The Second Circuit Court of Appeals just put E. Jean Carroll's massive payday on ice, ruling to continue the stay on Donald Trump's $83.3 million defamation judgment while the Supreme Court decides whether to hear his appeal. Carroll, the writer who convinced a Manhattan jury to hand her one of the largest defamation verdicts in American history, is going to have to wait a little longer before she starts redecorating.
Bless her heart. Imagine counting $83.3 million in your head every night before bed, and then a panel of judges says, "Actually, hold on."
The ruling, reported by LifeZette, is a significant blow to what many on the left had treated as a foregone conclusion — that Trump would be forced to write E. Jean Carroll a check the size of a small country's GDP while his legal team was still fighting the case. The Second Circuit wasn't having it. The court ruled that Trump can delay the payout while his appeal works its way through the system, and now the real question lands where it belongs: at the feet of the Supreme Court.
Let's back up for those keeping score at home. A Manhattan jury handed down the $83.3 million verdict against President Trump in January, a number so enormous it practically came with its own zip code. Trump's team was required to post a bond of approximately $100 million — including an additional $7.46 million on top of the judgment — just to keep the appeals process alive.
That's the price of fighting back in a legal system that was weaponized against one man from the moment he rode down the golden escalator.

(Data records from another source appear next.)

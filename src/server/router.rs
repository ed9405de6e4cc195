//! Router assembly for the form-handler surface

use crate::actions::ActionContext;
use crate::server::handlers::{self, AppState};
use axum::Router;
use axum::routing::post;
use std::sync::Arc;
use tower_http::trace::TraceLayer;

/// Build the mutation router.
///
/// All routes are POST: the surface exists for form submissions only;
/// listing and rendering belong to the hosting application.
pub fn build_router(ctx: Arc<ActionContext>) -> Router {
    let state = AppState { ctx };

    Router::new()
        .route("/invoices", post(handlers::create_invoice))
        .route("/invoices/{id}", post(handlers::update_invoice))
        .route("/invoices/{id}/delete", post(handlers::delete_invoice))
        .route("/customers", post(handlers::create_customer))
        .route("/customers/{id}", post(handlers::update_customer))
        .route("/customers/{id}/delete", post(handlers::delete_customer))
        .route("/login", post(handlers::login))
        .layer(TraceLayer::new_for_http())
        .with_state(state)
}
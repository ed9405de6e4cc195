//! Typed error handling for the action layer
//!
//! Recoverable failures (validation, business rules) never travel through
//! these types — they are ordinary [`ActionOutcome::Failure`] values. The
//! types here cover the remaining cases:
//!
//! - [`AuthError`]: errors from the credential provider, split into the
//!   sub-type the sign-in action maps to a friendly message and the
//!   sub-types it rethrows.
//! - [`AppError`]: catch-all for unexpected failures escaping an action,
//!   rendered as an HTTP 500 by the server surface.
//!
//! [`ActionOutcome::Failure`]: crate::core::outcome::ActionOutcome

use axum::Json;
use axum::http::StatusCode;
use axum::response::{IntoResponse, Response};
use serde::Serialize;

/// Errors surfaced by an [`AuthProvider`](crate::core::auth::AuthProvider).
///
/// The sign-in action handles these non-uniformly: `InvalidCredentials`
/// becomes the fixed "Invalid credentials." message, any other provider
/// error becomes a generic failure string, and `Unexpected` is rethrown so
/// upstream infrastructure sees the original failure.
#[derive(Debug, thiserror::Error)]
pub enum AuthError {
    /// The provider recognized the credentials and rejected them.
    #[error("invalid credentials")]
    InvalidCredentials,

    /// Any other auth-specific failure (provider misconfiguration,
    /// upstream account lockout, ...).
    #[error("authentication failed: {0}")]
    Provider(String),

    /// A failure that is not an authentication error at all.
    #[error(transparent)]
    Unexpected(#[from] anyhow::Error),
}

/// Error response body for HTTP rendering of unexpected failures.
#[derive(Debug, Serialize)]
pub struct ErrorResponse {
    /// Error code for programmatic handling
    pub code: String,
    /// Human-readable error message
    pub message: String,
}

/// Wrapper turning an escaped `anyhow::Error` into an HTTP 500.
///
/// Only rethrown errors reach this type; everything an action recovers from
/// is already an `ActionOutcome`.
#[derive(Debug)]
pub struct AppError(pub anyhow::Error);

impl AppError {
    pub fn to_response(&self) -> ErrorResponse {
        ErrorResponse {
            code: "INTERNAL_ERROR".to_string(),
            message: self.0.to_string(),
        }
    }
}

impl std::fmt::Display for AppError {
    fn fmt(&self, f: &mut std::fmt::Formatter<'_>) -> std::fmt::Result {
        write!(f, "{}", self.0)
    }
}

impl<E: Into<anyhow::Error>> From<E> for AppError {
    fn from(err: E) -> Self {
        AppError(err.into())
    }
}

impl IntoResponse for AppError {
    fn into_response(self) -> Response {
        tracing::error!(error = %self.0, "unhandled action error");
        let body = Json(self.to_response());
        (StatusCode::INTERNAL_SERVER_ERROR, body).into_response()
    }
}
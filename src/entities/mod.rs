//! Domain entities owned by the relational store

pub mod customer;
pub mod invoice;

pub use customer::Customer;
pub use invoice::{Invoice, InvoiceStatus, parse_amount_cents};
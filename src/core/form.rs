//! Submitted form data and field-scoped error collection

use serde::{Deserialize, Serialize};
use std::collections::{BTreeMap, HashMap};

/// Raw form fields as submitted by the client.
///
/// Every value arrives as a string (the wire format is
/// `application/x-www-form-urlencoded`); coercion to typed values is the
/// validation layer's job, not the transport's.
#[derive(Debug, Clone, Default, Serialize, Deserialize)]
pub struct FormData {
    fields: HashMap<String, String>,
}

impl FormData {
    pub fn new() -> Self {
        Self::default()
    }

    /// Get a field value, if present.
    pub fn get(&self, field: &str) -> Option<&str> {
        self.fields.get(field).map(String::as_str)
    }

    /// Set a field value, replacing any previous one.
    pub fn set(&mut self, field: impl Into<String>, value: impl Into<String>) {
        self.fields.insert(field.into(), value.into());
    }

    /// Builder-style variant of [`set`](Self::set), for tests and fixtures.
    pub fn with(mut self, field: impl Into<String>, value: impl Into<String>) -> Self {
        self.set(field, value);
        self
    }

    pub fn is_empty(&self) -> bool {
        self.fields.is_empty()
    }
}

impl From<HashMap<String, String>> for FormData {
    fn from(fields: HashMap<String, String>) -> Self {
        Self { fields }
    }
}

impl<K: Into<String>, V: Into<String>> FromIterator<(K, V)> for FormData {
    fn from_iter<I: IntoIterator<Item = (K, V)>>(iter: I) -> Self {
        Self {
            fields: iter
                .into_iter()
                .map(|(k, v)| (k.into(), v.into()))
                .collect(),
        }
    }
}

/// Field name → ordered list of human-readable error messages.
///
/// Validation and business-rule failures are normal return values, never
/// panics or propagated errors. A `BTreeMap` keeps field ordering stable in
/// serialized responses and test assertions.
#[derive(Debug, Clone, Default, PartialEq, Eq, Serialize, Deserialize)]
#[serde(transparent)]
pub struct FieldErrors {
    errors: BTreeMap<String, Vec<String>>,
}

impl FieldErrors {
    pub fn new() -> Self {
        Self::default()
    }

    /// Record an error for a single field, like `{email: ["..."]}`.
    pub fn single(field: impl Into<String>, message: impl Into<String>) -> Self {
        let mut errors = Self::new();
        errors.push(field, message);
        errors
    }

    /// Append a message to a field's error list.
    pub fn push(&mut self, field: impl Into<String>, message: impl Into<String>) {
        self.errors
            .entry(field.into())
            .or_default()
            .push(message.into());
    }

    /// Messages recorded for a field, if any.
    pub fn get(&self, field: &str) -> Option<&[String]> {
        self.errors.get(field).map(Vec::as_slice)
    }

    pub fn is_empty(&self) -> bool {
        self.errors.is_empty()
    }

    pub fn len(&self) -> usize {
        self.errors.len()
    }

    pub fn fields(&self) -> impl Iterator<Item = &str> {
        self.errors.keys().map(String::as_str)
    }
}
//! Sign-in action behavior: friendly mapping vs rethrow.

use billet::prelude::*;
use anyhow::anyhow;

fn context_with(provider: Arc<dyn AuthProvider>) -> ActionContext {
    ActionContext::new(
        Arc::new(InMemoryStore::new()),
        Arc::new(InMemoryCache::new()),
        provider,
    )
}

fn login_form(email: &str, password: &str) -> FormData {
    FormData::new().with("email", email).with("password", password)
}

#[tokio::test]
async fn correct_credentials_sign_in() {
    let ctx = context_with(Arc::new(
        StaticAuthProvider::new().with_user("user@nextmail.com", "123456"),
    ));

    let outcome = authenticate(&ctx, &login_form("user@nextmail.com", "123456"))
        .await
        .unwrap();

    assert_eq!(outcome, ActionOutcome::success("Logged in."));
}

#[tokio::test]
async fn wrong_password_returns_the_literal_message() {
    let ctx = context_with(Arc::new(
        StaticAuthProvider::new().with_user("user@nextmail.com", "123456"),
    ));

    let outcome = authenticate(&ctx, &login_form("user@nextmail.com", "hunter2"))
        .await
        .unwrap();

    assert_eq!(outcome, ActionOutcome::failure("Invalid credentials."));
}

struct BrokenProvider;

#[async_trait]
impl AuthProvider for BrokenProvider {
    async fn sign_in(&self, _credentials: &Credentials) -> Result<(), AuthError> {
        Err(AuthError::Unexpected(anyhow!("database is unreachable")))
    }
}

#[tokio::test]
async fn non_auth_failure_propagates_instead_of_returning_a_string() {
    let ctx = context_with(Arc::new(BrokenProvider));

    let result = authenticate(&ctx, &login_form("a@x.com", "pw")).await;

    let err = result.expect_err("unexpected failures must be rethrown");
    assert_eq!(err.to_string(), "database is unreachable");
}

struct LockedOutProvider;

#[async_trait]
impl AuthProvider for LockedOutProvider {
    async fn sign_in(&self, _credentials: &Credentials) -> Result<(), AuthError> {
        Err(AuthError::Provider("account locked".to_string()))
    }
}

#[tokio::test]
async fn other_auth_errors_return_generic_message() {
    let ctx = context_with(Arc::new(LockedOutProvider));

    let outcome = authenticate(&ctx, &login_form("a@x.com", "pw")).await.unwrap();

    assert_eq!(outcome, ActionOutcome::failure("Something went wrong."));
}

But here's the part that should tell you everything about how strong Carroll's case really is: her own legal team reportedly did not oppose the delay. Read that again. The people who are supposedly so confident in this verdict that they paraded it across every cable news network didn't even bother fighting to collect the money now. That's not confidence. That's a legal team that knows the ground is shifting underneath them.
The Supreme Court is now weighing whether to take up Trump's appeal, and if they do, the entire Carroll v. Trump saga could get a very different ending than the one MSNBC has been promising its viewers for the last year and a half.
We've seen this movie before. The left finds a sympathetic plaintiff, shops for a friendly jurisdiction, gets a headline-grabbing verdict, and then acts like the case is closed before the ink is dry. They did it with the New York civil fraud case. They did it with every indictment. And every single time, the appeals process has a funny way of reminding everyone that the first verdict isn't always the last word.
As one observer noted on social media, the court "paused Trump's $83 million to E.J. Carroll" — and then pointed out that Carroll never mentioned these allegations in 1996, 1997, or 1998, raising the same questions millions of Americans have had from the beginning.
The $83.3 million figure was always more about politics than justice. It was designed to be a number so big it would dominate a news cycle, so devastating it would cripple a presidential campaign. Instead, Trump posted the bond, kept fighting, and now the Second Circuit has confirmed what his supporters knew all along — this thing is far from over.
The real showdown is at the Supreme Court. And if SCOTUS takes the case, E. Jean Carroll might learn the hard way that a Manhattan jury verdict doesn't mean much when nine justices in Washington start asking harder questions.
Don't spend that money yet, sweetheart. The adults just walked into the room.